**Provided records**
# # #

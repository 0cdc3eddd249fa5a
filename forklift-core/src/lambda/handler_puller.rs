// SPDX-License-Identifier: Apache-2.0
// Copyright 2025 Ankit Kumar Pandey

//! Resolves function names to local code directories.
//!
//! The registry is either a local directory or an http(s) URL. Candidates
//! are tried in order: `<name>.tar.gz`, `<name>.py`, `<name>.bin` and, for
//! local registries only, a bare `<name>/` directory. Each pull that finds
//! newer code materializes it into a fresh directory; unchanged code
//! returns the directory of the previous pull.

use std::io::Cursor;
use std::os::unix::fs::PermissionsExt;
use std::path::{Path, PathBuf};
use std::sync::Arc;
use std::time::UNIX_EPOCH;

use dashmap::DashMap;
use flate2::read::GzDecoder;
use walkdir::WalkDir;

use crate::error::{ForkliftError, ForkliftResult, PullError};
use crate::storage::DirMaker;
use crate::types::{FunctionName, RuntimeKind};

/// Registry artifact kinds, in lookup order.
#[derive(Debug, Clone, Copy, PartialEq, Eq)]
enum Artifact {
    Archive,
    Python,
    Binary,
    Directory,
}

impl Artifact {
    const REMOTE: [Artifact; 3] = [Artifact::Archive, Artifact::Python, Artifact::Binary];
    const LOCAL: [Artifact; 4] = [
        Artifact::Archive,
        Artifact::Python,
        Artifact::Binary,
        Artifact::Directory,
    ];

    fn suffix(&self) -> &'static str {
        match self {
            Artifact::Archive => ".tar.gz",
            Artifact::Python => ".py",
            Artifact::Binary => ".bin",
            Artifact::Directory => "",
        }
    }
}

#[derive(Debug, Clone)]
struct CacheEntry {
    /// Modification time (local) or `Last-Modified` (remote).
    version: String,
    runtime: RuntimeKind,
    path: PathBuf,
}

pub struct HandlerPuller {
    prefix: String,
    remote: bool,
    code_dirs: Arc<DirMaker>,
    cache: DashMap<String, CacheEntry>,
    http: reqwest::Client,
}

impl HandlerPuller {
    pub fn new(registry: &str, code_dirs: Arc<DirMaker>) -> Self {
        let remote = registry.starts_with("http://") || registry.starts_with("https://");
        Self {
            prefix: registry.trim_end_matches('/').to_string(),
            remote,
            code_dirs,
            cache: DashMap::new(),
            http: reqwest::Client::new(),
        }
    }

    pub fn is_remote(&self) -> bool {
        self.remote
    }

    /// Resolve `name` to its runtime and materialized code directory.
    pub async fn pull(&self, name: &str) -> ForkliftResult<(RuntimeKind, PathBuf)> {
        let name = FunctionName::new(name).map_err(|_| PullError::InvalidName {
            name: name.to_string(),
        })?;

        let mut tried = Vec::new();
        if self.remote {
            for artifact in Artifact::REMOTE {
                let url = format!("{}/{}{}", self.prefix, name, artifact.suffix());
                if let Some(found) = self.pull_remote(&url, &name, artifact).await? {
                    return Ok(found);
                }
                tried.push(url);
            }
        } else {
            for artifact in Artifact::LOCAL {
                let path = PathBuf::from(format!("{}/{}{}", self.prefix, name, artifact.suffix()));
                let matches = match artifact {
                    Artifact::Directory => path.is_dir(),
                    _ => path.is_file(),
                };
                if matches {
                    return self.pull_local(path, &name, artifact).await;
                }
                tried.push(path.display().to_string());
            }
        }

        Err(PullError::NotFound {
            name: name.to_string(),
            tried,
        }
        .into())
    }

    /// Forget the cached directory so the next pull materializes afresh.
    pub fn reset(&self, name: &str) {
        self.cache.remove(name);
    }

    fn cached(&self, name: &FunctionName, version: &str) -> Option<(RuntimeKind, PathBuf)> {
        self.cache
            .get(name.as_str())
            .filter(|entry| entry.version == version)
            .map(|entry| (entry.runtime, entry.path.clone()))
    }

    async fn pull_local(
        &self,
        src: PathBuf,
        name: &FunctionName,
        artifact: Artifact,
    ) -> ForkliftResult<(RuntimeKind, PathBuf)> {
        let version = {
            let src = src.clone();
            tokio::task::spawn_blocking(move || local_version(&src, artifact))
                .await
                .map_err(|e| PullError::Extract {
                    source_path: name.to_string(),
                    reason: e.to_string(),
                })??
        };
        if let Some(hit) = self.cached(name, &version) {
            return Ok(hit);
        }

        let target = self.code_dirs.get(name.as_str());
        tracing::info!(function = %name, src = %src.display(), target = %target.display(), "Pulling handler");
        let runtime = {
            let dst = target.clone();
            tokio::task::spawn_blocking(move || materialize_local(&src, artifact, &dst))
                .await
                .map_err(|e| PullError::Extract {
                    source_path: name.to_string(),
                    reason: e.to_string(),
                })??
        };

        self.cache.insert(
            name.to_string(),
            CacheEntry {
                version,
                runtime,
                path: target.clone(),
            },
        );
        Ok((runtime, target))
    }

    /// `Ok(None)` on 404 so the caller moves on to the next candidate.
    async fn pull_remote(
        &self,
        url: &str,
        name: &FunctionName,
        artifact: Artifact,
    ) -> ForkliftResult<Option<(RuntimeKind, PathBuf)>> {
        let transport = |e: reqwest::Error| PullError::Transport {
            url: url.to_string(),
            reason: e.to_string(),
        };

        let cached = self.cache.get(name.as_str()).map(|e| e.value().clone());
        let mut req = self.http.get(url);
        if let Some(entry) = &cached {
            req = req.header(reqwest::header::IF_MODIFIED_SINCE, entry.version.as_str());
        }
        let resp = req.send().await.map_err(transport)?;

        match resp.status() {
            reqwest::StatusCode::NOT_FOUND => return Ok(None),
            reqwest::StatusCode::NOT_MODIFIED => {
                if let Some(entry) = cached {
                    return Ok(Some((entry.runtime, entry.path)));
                }
            }
            status if !status.is_success() => {
                return Err(PullError::Http {
                    url: url.to_string(),
                    status: status.as_u16(),
                }
                .into())
            }
            _ => {}
        }

        let last_modified = resp
            .headers()
            .get(reqwest::header::LAST_MODIFIED)
            .and_then(|v| v.to_str().ok())
            .map(str::to_string);
        let body = resp.bytes().await.map_err(transport)?;

        let target = self.code_dirs.get(name.as_str());
        tracing::info!(function = %name, url = %url, target = %target.display(), "Pulling handler");
        let runtime = {
            let target = target.clone();
            let url = url.to_string();
            tokio::task::spawn_blocking(move || materialize_bytes(&body, artifact, &target, &url))
                .await
                .map_err(|e| PullError::Extract {
                    source_path: name.to_string(),
                    reason: e.to_string(),
                })??
        };

        if let Some(version) = last_modified {
            self.cache.insert(
                name.to_string(),
                CacheEntry {
                    version,
                    runtime,
                    path: target.clone(),
                },
            );
        }
        Ok(Some((runtime, target)))
    }
}
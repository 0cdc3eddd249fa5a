// SPDX-License-Identifier: Apache-2.0
// Copyright 2025 Ankit Kumar Pandey

//! Worker statistics snapshot served on `/stats`.

use std::collections::{BTreeMap, VecDeque};

use serde::{Deserialize, Serialize};

use crate::zygote::NodeStats;

/// Point-in-time view of the whole worker.
#[derive(Debug, Clone, Serialize, Default)]
pub struct WorkerStats {
    pub functions: BTreeMap<String, FunctionStats>,
    pub mem_pool: Option<MemPoolStats>,
    pub live_sandboxes: i64,
    /// Import cache counters in tree pre-order; empty without an import cache.
    pub zygotes: Vec<NodeStats>,
}

#[derive(Debug, Clone, Copy, Serialize, Deserialize, Default, PartialEq, Eq)]
pub struct FunctionStats {
    pub instances: usize,
    /// Admitted but not yet answered.
    pub outstanding: usize,
    pub avg_exec_ms: u64,
    pub invocations: u64,
    /// Turned away with 429.
    pub rejected: u64,
}

#[derive(Debug, Clone, Serialize, Deserialize, PartialEq, Eq)]
pub struct MemPoolStats {
    pub name: String,
    pub total_mb: u64,
    pub available_mb: i64,
}

/// Integer mean of the last `size` samples.
#[derive(Debug, Clone)]
pub struct RollingAvg {
    size: usize,
    samples: VecDeque<u64>,
    sum: u64,
}

impl RollingAvg {
    pub fn new(size: usize) -> Self {
        Self {
            size: size.max(1),
            samples: VecDeque::with_capacity(size.max(1)),
            sum: 0,
        }
    }

    pub fn add(&mut self, sample: u64) {
        self.sum += sample;
        self.samples.push_back(sample);
        if self.samples.len() > self.size {
            if let Some(oldest) = self.samples.pop_front() {
                self.sum -= oldest;
            }
        }
    }

    /// 0 before the first sample.
    pub fn avg(&self) -> u64 {
        match self.samples.len() {
            0 => 0,
            n => self.sum / n as u64,
        }
    }
}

# # #

**Work order**
Retype, in the same exact form, the lines of the material above from the line holding "pub struct HandlerPuller" through the line holding "pub fn new(registry: &str, code_dirs: Arc<DirMaker>)".

**Answer to this exercise**
pub struct HandlerPuller {
    prefix: String,
    remote: bool,
    code_dirs: Arc<DirMaker>,
    cache: DashMap<String, CacheEntry>,
    http: reqwest::Client,
}

impl HandlerPuller {
    pub fn new(registry: &str, code_dirs: Arc<DirMaker>) -> Self {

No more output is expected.